Lines holding the word "match" are the ones to copy from the data below.
-- -- --
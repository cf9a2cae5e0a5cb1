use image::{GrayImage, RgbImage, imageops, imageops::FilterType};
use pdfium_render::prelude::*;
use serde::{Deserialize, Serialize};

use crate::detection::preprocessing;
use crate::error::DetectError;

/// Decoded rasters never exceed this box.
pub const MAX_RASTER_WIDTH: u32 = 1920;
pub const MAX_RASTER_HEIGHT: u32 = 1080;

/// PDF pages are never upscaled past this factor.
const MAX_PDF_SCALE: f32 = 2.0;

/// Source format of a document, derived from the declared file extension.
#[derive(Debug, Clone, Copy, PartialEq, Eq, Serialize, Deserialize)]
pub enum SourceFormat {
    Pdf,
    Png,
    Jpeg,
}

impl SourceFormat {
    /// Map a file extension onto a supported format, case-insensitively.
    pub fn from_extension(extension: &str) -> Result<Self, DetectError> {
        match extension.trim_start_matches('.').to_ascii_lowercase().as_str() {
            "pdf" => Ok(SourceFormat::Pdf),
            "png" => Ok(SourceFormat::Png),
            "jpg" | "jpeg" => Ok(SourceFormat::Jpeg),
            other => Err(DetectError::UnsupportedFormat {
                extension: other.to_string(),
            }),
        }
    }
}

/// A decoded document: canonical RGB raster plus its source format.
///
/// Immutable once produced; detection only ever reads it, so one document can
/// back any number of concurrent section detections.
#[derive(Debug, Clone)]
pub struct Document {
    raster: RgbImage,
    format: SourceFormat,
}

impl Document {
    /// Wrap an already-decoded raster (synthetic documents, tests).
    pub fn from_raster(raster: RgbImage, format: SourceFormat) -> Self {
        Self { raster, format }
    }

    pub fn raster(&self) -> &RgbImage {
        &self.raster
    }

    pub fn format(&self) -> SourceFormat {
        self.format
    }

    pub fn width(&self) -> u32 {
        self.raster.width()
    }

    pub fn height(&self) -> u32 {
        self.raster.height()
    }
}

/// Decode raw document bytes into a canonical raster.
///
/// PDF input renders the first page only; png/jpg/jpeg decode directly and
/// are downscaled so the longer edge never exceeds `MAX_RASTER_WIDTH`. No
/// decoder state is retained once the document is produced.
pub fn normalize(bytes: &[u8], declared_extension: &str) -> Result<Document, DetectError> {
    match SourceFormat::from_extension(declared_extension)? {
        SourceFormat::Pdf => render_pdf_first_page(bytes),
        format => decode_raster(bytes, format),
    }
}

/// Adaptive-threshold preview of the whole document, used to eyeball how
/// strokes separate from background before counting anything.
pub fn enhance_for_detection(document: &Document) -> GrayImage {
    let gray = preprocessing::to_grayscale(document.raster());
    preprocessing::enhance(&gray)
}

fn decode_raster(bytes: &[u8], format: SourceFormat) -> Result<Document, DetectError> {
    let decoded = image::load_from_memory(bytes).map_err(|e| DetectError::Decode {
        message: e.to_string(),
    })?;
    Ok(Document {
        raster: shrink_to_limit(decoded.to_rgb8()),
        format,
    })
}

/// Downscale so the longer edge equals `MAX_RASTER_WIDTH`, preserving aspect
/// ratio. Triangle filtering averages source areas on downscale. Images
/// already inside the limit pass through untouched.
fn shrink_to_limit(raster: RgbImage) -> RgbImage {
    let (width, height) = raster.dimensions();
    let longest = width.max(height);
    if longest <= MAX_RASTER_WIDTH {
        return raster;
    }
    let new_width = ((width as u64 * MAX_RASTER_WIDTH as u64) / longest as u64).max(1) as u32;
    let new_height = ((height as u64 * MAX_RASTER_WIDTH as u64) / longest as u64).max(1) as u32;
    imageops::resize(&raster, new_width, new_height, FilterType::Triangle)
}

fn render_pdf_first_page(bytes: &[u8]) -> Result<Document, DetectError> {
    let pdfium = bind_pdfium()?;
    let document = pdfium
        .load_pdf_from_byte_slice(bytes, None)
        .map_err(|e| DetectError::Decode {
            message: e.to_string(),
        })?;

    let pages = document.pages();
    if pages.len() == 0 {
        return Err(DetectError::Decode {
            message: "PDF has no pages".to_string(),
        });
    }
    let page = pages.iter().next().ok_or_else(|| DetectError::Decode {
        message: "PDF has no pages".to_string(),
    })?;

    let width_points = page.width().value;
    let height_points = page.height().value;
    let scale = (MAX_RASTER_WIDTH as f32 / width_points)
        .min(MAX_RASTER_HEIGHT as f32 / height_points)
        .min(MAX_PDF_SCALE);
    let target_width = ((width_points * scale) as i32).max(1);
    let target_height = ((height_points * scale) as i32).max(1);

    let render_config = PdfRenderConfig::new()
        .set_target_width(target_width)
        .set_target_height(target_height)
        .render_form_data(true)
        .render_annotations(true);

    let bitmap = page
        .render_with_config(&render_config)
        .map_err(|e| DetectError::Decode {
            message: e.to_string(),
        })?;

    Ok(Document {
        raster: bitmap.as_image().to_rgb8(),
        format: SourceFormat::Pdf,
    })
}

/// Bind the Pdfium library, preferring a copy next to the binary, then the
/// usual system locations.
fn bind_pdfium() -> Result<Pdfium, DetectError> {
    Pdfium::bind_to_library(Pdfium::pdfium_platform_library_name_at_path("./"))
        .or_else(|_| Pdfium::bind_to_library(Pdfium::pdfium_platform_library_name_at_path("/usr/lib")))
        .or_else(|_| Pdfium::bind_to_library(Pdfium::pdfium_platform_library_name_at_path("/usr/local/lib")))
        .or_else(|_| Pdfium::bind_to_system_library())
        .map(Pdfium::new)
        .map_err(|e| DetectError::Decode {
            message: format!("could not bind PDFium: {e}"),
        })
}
-- -- --
RESPONSE FOR THIS EXERCISE:
        match extension.trim_start_matches('.').to_ascii_lowercase().as_str() {
    match SourceFormat::from_extension(declared_extension)? {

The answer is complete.